Public cloud infrastructure has transformed many aspects of IT strategy, but one thing remains constant: the vital importance of high availability (HA). When data is your business—as is the case for every business today—any loss can have dire consequences. You’ve got to do all you can to minimize that risk. Naturally, HA is a key area of focus for storage vendors both on-premises and in the cloud, but not every vendor takes the same approach. Understanding what the differences are, and why they matter, is essential to make the right choice for your data and your business.
On premises, HA commonly relies on a few clever network tricks. One of these is the concept of floating IP addresses—one or more IP addresses that do not solely belong to one device, but are shared between a cluster of devices.
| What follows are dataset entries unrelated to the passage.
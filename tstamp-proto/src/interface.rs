use std::str::FromStr;

/// Size of the kernel's interface name field, including the trailing NUL.
pub const INTERFACE_NAME_SIZE: usize = 16;

/// Name of a network interface, stored the way the kernel expects it in an `ifreq`.
///
/// It is an invariant of this type that the bytes are NUL terminated: at most
/// `INTERFACE_NAME_SIZE - 1` bytes of the name are stored.
#[derive(Clone, Copy, PartialEq, Eq, Hash)]
pub struct InterfaceName {
    bytes: [u8; INTERFACE_NAME_SIZE],
}

#[derive(Debug, Clone, Copy, PartialEq, Eq)]
pub enum InterfaceNameParseError {
    Empty,
    TooLong,
    /// The kernel would cut the name off at the first NUL byte
    InteriorNul,
}

impl std::fmt::Display for InterfaceNameParseError {
    fn fmt(&self, f: &mut std::fmt::Formatter<'_>) -> std::fmt::Result {
        match self {
            Self::Empty => f.write_str("interface name empty"),
            Self::TooLong => f.write_str("interface name too long"),
            Self::InteriorNul => f.write_str("interface name contains a NUL byte"),
        }
    }
}

impl std::error::Error for InterfaceNameParseError {}

impl InterfaceName {
    pub const LOOPBACK: Self = Self {
        bytes: *b"lo\0\0\0\0\0\0\0\0\0\0\0\0\0\0",
    };

    /// Build a name from an OS-provided string, cutting it off at the bound.
    ///
    /// Names that are cut off may collide with other names sharing the same prefix.
    pub fn truncated(name: &str) -> Self {
        let mut bytes = [0; INTERFACE_NAME_SIZE];
        let length = Ord::min(name.len(), INTERFACE_NAME_SIZE - 1);
        bytes[..length].copy_from_slice(&name.as_bytes()[..length]);

        // an interior NUL ends the name early, keep everything after it zeroed
        if let Some(first_null) = bytes.iter().position(|b| *b == 0) {
            bytes[first_null..].fill(0);
        }

        Self { bytes }
    }

    pub fn as_bytes(&self) -> &[u8; INTERFACE_NAME_SIZE] {
        &self.bytes
    }

    pub fn as_str(&self) -> &str {
        let end = self
            .bytes
            .iter()
            .position(|b| *b == 0)
            .unwrap_or(INTERFACE_NAME_SIZE);

        // a truncated multi-byte character is dropped rather than failing the conversion
        match std::str::from_utf8(&self.bytes[..end]) {
            Ok(name) => name,
            Err(e) => std::str::from_utf8(&self.bytes[..e.valid_up_to()]).unwrap_or_default(),
        }
    }

    pub fn as_cstr(&self) -> &std::ffi::CStr {
        // the last byte is always NUL, so this cannot fail
        std::ffi::CStr::from_bytes_until_nul(&self.bytes[..]).unwrap_or_default()
    }

    pub fn is_loopback(&self) -> bool {
        *self == Self::LOOPBACK
    }
}

impl FromStr for InterfaceName {
    type Err = InterfaceNameParseError;

    fn from_str(name: &str) -> Result<Self, Self::Err> {
        if name.is_empty() {
            return Err(InterfaceNameParseError::Empty);
        }

        // >= so that we always retain a NUL byte at the end
        if name.len() >= INTERFACE_NAME_SIZE {
            return Err(InterfaceNameParseError::TooLong);
        }

        if name.as_bytes().contains(&0) {
            return Err(InterfaceNameParseError::InteriorNul);
        }

        Ok(Self::truncated(name))
    }
}

impl<'de> serde::Deserialize<'de> for InterfaceName {
    fn deserialize<D>(deserializer: D) -> Result<Self, D::Error>
    where
        D: serde::Deserializer<'de>,
    {
        let name: String = serde::Deserialize::deserialize(deserializer)?;
        Self::from_str(&name).map_err(serde::de::Error::custom)
    }
}

impl std::fmt::Debug for InterfaceName {
    fn fmt(&self, f: &mut std::fmt::Formatter<'_>) -> std::fmt::Result {
        f.debug_tuple("InterfaceName")
            .field(&self.as_str())
            .finish()
    }
}

impl std::fmt::Display for InterfaceName {
    fn fmt(&self, f: &mut std::fmt::Formatter<'_>) -> std::fmt::Result {
        self.as_str().fmt(f)
    }
}

/// One entry of the host interface table.
#[derive(Debug, Clone, Copy, PartialEq, Eq)]
pub struct NetworkInterface {
    pub name: InterfaceName,
    /// The entry carries a link-layer (packet family) address
    pub link_layer: bool,
    pub loopback: bool,
}

impl NetworkInterface {
    /// Only physical-ish interfaces can be asked for hardware timestamps
    pub fn is_timestampable(&self) -> bool {
        self.link_layer && !self.loopback && !self.name.is_loopback()
    }
}

/// Which of the timestampable interfaces get hardware timestamping configured.
#[derive(Debug, Clone, Default, PartialEq, Eq)]
pub enum InterfaceSelection {
    #[default]
    All,
    Only(Vec<InterfaceName>),
}

impl InterfaceSelection {
    pub fn contains(&self, name: &InterfaceName) -> bool {
        match self {
            InterfaceSelection::All => true,
            InterfaceSelection::Only(names) => names.contains(name),
        }
    }
}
Clients use these floating IP addresses to access content being served by the clustered devices, so in the event of device failure, the client’s connection can seamlessly swing from one device to another. There are a few different mechanisms that can be used to swing floating IP addresses away from failed devices. For example, both F5 Networks BIG-IP platform and the Qumulo File Fabric use a technique called gratuitous ARP to take over a floating IP address that was previously served by another node. Other systems use asynchronous routing so that only a live device will receive traffic. In both cases, it’s the network itself that enables the functionality for seamless failover from a node with issues to a node that is functioning.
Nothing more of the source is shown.